A. Format the query translation candidates obtained from the dictionary using a Boolean query.
B. Limit the search region using the source query otherwise the search engine returns only the most popular term combinations.
C. Search the structure query in a web search engine and set the returned result language type as the original language. Get the top 100 snippets from the search results.
D. Use an algorithm to analyze the top 100 snippets and get the top 50 term phrases sorted by phrase frequency.
E. Filter the term phrase and keep the phrase that contains exact one word for each word in the target language query.
F. If there is at least one phrase after filtering go to operation G, else go to operation H.
G. Get the translation candidates and terminate.
H. Enumerate all the possible combinations of translation candidates and re-format the query as (a) target language query+one candidate and (b) “+candidate+” for every candidates of the combinations.
I. Search the two queries for each candidate in a web search engine and get the count number returned by the search engine. J. Rank the candidates according to the combination of its two count number for each candidate.
Alpha*Count(a)+(1−Alpha)*Count(b) . . . (1)
(Alpha=0.6, for example)
K. Return the top five translation candidates as the final result.
The following example illustrates the above exemplary procedure. In this example, the original language is French and the target language is English. The French query is “pages jaunes” and translation candidates from a dictionary include “page;hansard/yellow;yolk”. The Boolean query in operation A above is ((Page OR hansard) AND (yellow OR yolk)). The query from operation B above includes ‘“pages jaunes”+((Page OR hansard) AND (yellow OR yolk))’. After searching the structure query in a web search engine, retrieving the top 100 snippets from the search results, and using an algorithm to obtain the top 50 term phrases, the following phrases are obtained in this example: main page; yellow pages; yellow page; home page; blank page; white page.
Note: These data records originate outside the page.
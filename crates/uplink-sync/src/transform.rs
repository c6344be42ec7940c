//! Transform pipeline: encryption and anonymized naming
//!
//! Turns a source file into the [`Artifact`] that is handed to the
//! uploader:
//!
//! | key | anonymize | artifact                                    |
//! |-----|-----------|---------------------------------------------|
//! | no  | any       | the source file itself                      |
//! | yes | no        | `<name>.encrypted` in a scratch directory   |
//! | yes | yes       | the encrypted copy renamed to the given name |
//!
//! Every scratch directory is owned by its artifact and removed when the
//! artifact is dropped, whether or not the upload succeeded. The source
//! file is only ever read.

use std::path::{Path, PathBuf};
use std::sync::Arc;

use anyhow::{Context, Result};
use tempfile::TempDir;
use tracing::debug;
use uplink_core::domain::EncryptionSettings;
use uplink_core::ports::IEncryptor;

/// Suffix of encrypted artifacts that keep their original name
pub const ENCRYPTED_SUFFIX: &str = ".encrypted";

/// A file ready for upload
///
/// Holds the scratch directory (if any) alive until dropped.
#[derive(Debug)]
pub struct Artifact {
    path: PathBuf,
    workspace: Option<TempDir>,
}

impl Artifact {
    /// Artifact that is the untouched source file
    pub fn passthrough(path: PathBuf) -> Self {
        Self {
            path,
            workspace: None,
        }
    }

    /// Artifact living in (and owning) a scratch directory
    pub fn scratch(path: PathBuf, scratch: TempDir) -> Self {
        Self {
            path,
            workspace: Some(scratch),
        }
    }

    pub fn path(&self) -> &Path {
        &self.path
    }

    /// Name the artifact will carry remotely
    pub fn file_name(&self) -> String {
        self.path
            .file_name()
            .map(|n| n.to_string_lossy().into_owned())
            .unwrap_or_default()
    }

    pub fn is_transformed(&self) -> bool {
        self.workspace.is_some()
    }
}

/// Prepares artifacts from source files
#[derive(Clone)]
pub struct TransformPipeline {
    encryptor: Arc<dyn IEncryptor>,
    temp_root: PathBuf,
}

impl TransformPipeline {
    pub fn new(encryptor: Arc<dyn IEncryptor>, temp_root: PathBuf) -> Self {
        Self {
            encryptor,
            temp_root,
        }
    }

    /// Create a fresh scratch directory below the temp root
    ///
    /// # Errors
    /// Returns an error if the temp root cannot be created
    pub async fn scratch_dir(&self) -> Result<TempDir> {
        tokio::fs::create_dir_all(&self.temp_root)
            .await
            .with_context(|| format!("Failed to create {}", self.temp_root.display()))?;
        tempfile::Builder::new()
            .prefix("uplink-")
            .tempdir_in(&self.temp_root)
            .with_context(|| format!("Failed to create scratch dir in {}", self.temp_root.display()))
    }

    /// Turn `source` into an upload artifact
    ///
    /// `upload_name` replaces the artifact's file name; it only has an
    /// effect when `encryption` is set.
    ///
    /// # Errors
    /// Returns an error if encryption or the rename fails; nothing is left
    /// behind in that case
    pub async fn prepare(
        &self,
        source: &Path,
        encryption: Option<&EncryptionSettings>,
        upload_name: Option<&str>,
    ) -> Result<Artifact> {
        let Some(settings) = encryption else {
            return Ok(Artifact::passthrough(source.to_path_buf()));
        };

        let scratch = self.scratch_dir().await?;
        let base = source
            .file_name()
            .with_context(|| format!("Source has no file name: {}", source.display()))?;
        let mut encrypted_name = base.to_os_string();
        encrypted_name.push(ENCRYPTED_SUFFIX);
        let encrypted = scratch.path().join(encrypted_name);

        self.encryptor
            .encrypt(source, &encrypted, &settings.key, &settings.method)
            .await
            .with_context(|| format!("Failed to encrypt {}", source.display()))?;

        let path = match upload_name {
            Some(name) => {
                let renamed = scratch.path().join(name);
                tokio::fs::rename(&encrypted, &renamed)
                    .await
                    .with_context(|| format!("Failed to rename encrypted copy to {name}"))?;
                renamed
            }
            None => encrypted,
        };

        debug!(source = %source.display(), artifact = %path.display(), "Prepared encrypted artifact");
        Ok(Artifact::scratch(path, scratch))
    }
}
impl SyncEngine {
    pub fn new(shared: Arc<SharedRegistry>, ctx: SyncContext) -> Self {
        Self {
            shared,
            uploader: ctx.uploader,
            walker: ctx.walker,
            pipeline: TransformPipeline::new(ctx.encryptor, ctx.temp_root),
            ignore_file_name: ctx.ignore_file_name,
        }
    }

    /// Run one pass of the watch `id`
    ///
    /// # Errors
    /// Returns `SyncError::UnknownWatch` if the watch no longer exists, or
    /// a registry error if the state cannot be loaded. Per-file failures
    /// are reported in the [`PassReport`], not as errors.
    #[tracing::instrument(skip(self, cancel), fields(watch = %id.short()))]
    pub async fn run_pass(
        &self,
        id: &WatchId,
        cancel: &CancellationToken,
    ) -> Result<PassReport, SyncError> {
        let started = Instant::now();
        let gate = self.shared.lock().await?.pass_gate(id);
        let _pass = gate.lock().await;

        let entry = {
            let guard = self.shared.lock().await?;
            guard
                .registry()
                .get(id)
                .cloned()
                .ok_or_else(|| SyncError::UnknownWatch(id.clone()))?
        };

        debug!(local = %entry.local.display(), mode = ?entry.mode, "Starting pass");

        let mut report = match entry.mode {
            SyncMode::Incremental => self.incremental_pass(id, &entry, cancel).await?,
            SyncMode::Bundle => self.bundle_pass(id, &entry).await,
        };
        report.duration_ms = started.elapsed().as_millis() as u64;

        info!(
            local = %entry.local.display(),
            uploaded = report.uploaded,
            unchanged = report.unchanged,
            ignored = report.ignored,
            failed = report.failed,
            cancelled = report.cancelled,
            duration_ms = report.duration_ms,
            "Pass complete"
        );
        Ok(report)
    }

    // ========================================================================
    // Incremental pass
    // ========================================================================

    async fn incremental_pass(
        &self,
        id: &WatchId,
        entry: &WatchEntry,
        cancel: &CancellationToken,
    ) -> Result<PassReport, SyncError> {
        let mut report = PassReport::default();
        let rules = self.ignore_rules(id, entry).await?;

        let files = match self.walker.walk(&entry.local).await {
            Ok(files) => files,
            Err(err) => {
                warn!(local = %entry.local.display(), error = %format!("{err:#}"), "Failed to walk tree");
                report.record_failure(entry.local.display(), &err);
                return Ok(report);
            }
        };

        let detector = ChangeDetector::new(
            &entry.local,
            entry.effective_fingerprint(),
            &entry.files,
            &rules,
        );
        let mut names = entry.names_by_path();

        for path in files {
            if cancel.is_cancelled() {
                info!("Pass cancelled between files");
                report.cancelled = true;
                break;
            }

            let decision = match detector.inspect(&path).await {
                Ok(decision) => decision,
                Err(err) => {
                    warn!(path = %path.display(), error = %format!("{err:#}"), "Skipping file");
                    report.record_failure(path.display(), &err);
                    continue;
                }
            };

            match decision {
                Decision::Directory => {}
                Decision::Unchanged(_) => report.unchanged += 1,
                Decision::Ignored(rel) => {
                    debug!(file = %rel, "Ignored by rules");
                    report.ignored += 1;
                }
                Decision::Changed { rel, state } => {
                    if let Err(err) = self.upload_file(id, entry, &path, &rel, &mut names).await {
                        warn!(file = %rel, error = %format!("{err:#}"), "Upload failed, will retry next pass");
                        report.record_failure(&rel, &err);
                        continue;
                    }
                    report.uploaded += 1;
                    if !self.record_upload(id, rel, state).await? {
                        info!("Watch deleted during pass, stopping");
                        report.cancelled = true;
                        break;
                    }
                }
            }
        }

        Ok(report)
    }

    async fn upload_file(
        &self,
        id: &WatchId,
        entry: &WatchEntry,
        path: &Path,
        rel: &RelativePath,
        names: &mut HashMap<RelativePath, String>,
    ) -> Result<()> {
        let upload_name = if entry.anonymizes() {
            Some(self.anonymized_name(id, rel, names).await?)
        } else {
            None
        };

        let artifact = self
            .pipeline
            .prepare(path, entry.encryption.as_ref(), upload_name.as_deref())
            .await?;
        let remote_dir = entry.remote.join_dir(rel.parent())?;

        info!(file = %rel, remote = %remote_dir, name = %artifact.file_name(), "Uploading");
        self.uploader
            .upload(artifact.path(), &remote_dir)
            .await
            .with_context(|| format!("Failed to upload {rel} to {remote_dir}"))?;
        Ok(())
    }

    /// Existing anonymized name for `rel`, or a new one persisted before use
    async fn anonymized_name(
        &self,
        id: &WatchId,
        rel: &RelativePath,
        names: &mut HashMap<RelativePath, String>,
    ) -> Result<String> {
        if let Some(name) = names.get(rel) {
            return Ok(name.clone());
        }

        let name = Uuid::new_v4().to_string();
        let mut guard = self.shared.lock().await?;
        let watch = guard
            .registry_mut()
            .get_mut(id)
            .ok_or_else(|| SyncError::UnknownWatch(id.clone()))?;
        watch.name_map.insert(name.clone(), rel.clone());
        if let Err(err) = guard.persist().await {
            error!(file = %rel, error = %err, "Name mapping not saved");
        }
        drop(guard);

        info!(file = %rel, name = %name, "Assigned anonymized name");
        names.insert(rel.clone(), name.clone());
        Ok(name)
    }

    /// Store the uploaded fingerprint; `false` if the watch is gone
    async fn record_upload(
        &self,
        id: &WatchId,
        rel: RelativePath,
        state: FileState,
    ) -> Result<bool, SyncError> {
        let mut guard = self.shared.lock().await?;
        let Some(watch) = guard.registry_mut().get_mut(id) else {
            return Ok(false);
        };
        watch.files.insert(rel.clone(), state);
        if let Err(err) = guard.persist().await {
            error!(file = %rel, error = %err, "Upload not recorded, will resend");
        }
        Ok(true)
    }

    /// Compiled ignore rules for the watch, loaded once per process
    async fn ignore_rules(
        &self,
        id: &WatchId,
        entry: &WatchEntry,
    ) -> Result<Arc<IgnoreRules>, SyncError> {
        if let Some(rules) = self.shared.lock().await?.ignore_cache.get(id) {
            return Ok(rules.clone());
        }

        let rules = Arc::new(
            IgnoreRules::load_for_watch(
                &entry.local,
                entry.ignore_file.as_deref(),
                &self.ignore_file_name,
            )
            .await,
        );

        let mut guard = self.shared.lock().await?;
        Ok(guard
            .ignore_cache
            .entry(id.clone())
            .or_insert(rules)
            .clone())
    }

    // ========================================================================
    // Bundle pass
    // ========================================================================

    async fn bundle_pass(&self, id: &WatchId, entry: &WatchEntry) -> PassReport {
        let mut report = PassReport::default();
        match self.upload_bundle(id, entry).await {
            Ok(()) => report.uploaded = 1,
            Err(err) => {
                warn!(local = %entry.local.display(), error = %format!("{err:#}"), "Bundle upload failed, will retry next pass");
                report.record_failure(entry.local.display(), &err);
            }
        }
        report
    }

    async fn upload_bundle(&self, id: &WatchId, entry: &WatchEntry) -> Result<()> {
        let upload_name = if entry.anonymizes() {
            Some(self.bundle_name(id, entry).await?)
        } else {
            None
        };

        let files = self
            .walker
            .walk(&entry.local)
            .await
            .with_context(|| format!("Failed to walk {}", entry.local.display()))?;

        let scratch = self.pipeline.scratch_dir().await?;
        let archive = scratch.path().join(bundle::archive_name(&entry.local));
        let entries = bundle::write_archive(&entry.local, files, &archive).await?;

        let artifact = self
            .pipeline
            .prepare(&archive, entry.encryption.as_ref(), upload_name.as_deref())
            .await?;

        info!(entries, remote = %entry.remote, name = %artifact.file_name(), "Uploading bundle");
        self.uploader
            .upload(artifact.path(), &entry.remote)
            .await
            .with_context(|| format!("Failed to upload bundle to {}", entry.remote))?;
        Ok(())
    }

    /// The watch's fixed bundle name, minted and persisted on first use
    async fn bundle_name(&self, id: &WatchId, entry: &WatchEntry) -> Result<String> {
        if let Some(name) = &entry.bundle_name {
            return Ok(name.clone());
        }

        let mut guard = self.shared.lock().await?;
        let watch = guard
            .registry_mut()
            .get_mut(id)
            .ok_or_else(|| SyncError::UnknownWatch(id.clone()))?;
        if let Some(name) = &watch.bundle_name {
            return Ok(name.clone());
        }

        let name = Uuid::new_v4().to_string();
        watch.bundle_name = Some(name.clone());
        if let Err(err) = guard.persist().await {
            error!(error = %err, "Bundle name not saved");
        }
        info!(name = %name, "Assigned bundle name");
        Ok(name)
    }
}
//! Port definitions (hexagonal architecture interfaces)
//!
//! The sync engine depends on these traits; adapters in `uplink-sync`
//! (or test doubles) implement them.
//!
//! ## Ports Overview
//!
//! - [`IUploader`] - Hands one local artifact to remote storage
//! - [`IEncryptor`] - Encrypts one file into another
//! - [`ITreeWalker`] - Enumerates the files below a root
//! - [`IStateStore`] - Loads and saves the persisted [`Registry`](crate::domain::Registry)

pub mod encryptor;
pub mod state_store;
pub mod tree_walker;
pub mod uploader;

pub use encryptor::IEncryptor;
pub use state_store::IStateStore;
pub use tree_walker::ITreeWalker;
pub use uploader::IUploader;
The translation result returned to the user is “yellow pages; yellow page”.
In another example, the French query may be “fermer cette liste” and the translation candidates include “close; closing; shut; fasten/this; it; these; those/list; roll; register”. The Boolean Query is ((close OR closing OR shut OR fasten)AND(this OR it OR these OR those)AND(list OR roll OR register)). With the algorithm in operation D above, there is no result after filtering in operation F. In operation H, the translation candidates are enumerated to include the following: close this list, close it list, close these list, close those list, closing this list, closing it list, close these list, etc. The query is re-formatted as “fermer cette liste+close this list” and “close this list”. An exemplary count for “fermer cette liste+close this list” is 688 and an exemplary count for “close this list” is 1390. The two counts are combined and the candidates are ranked in operation J above.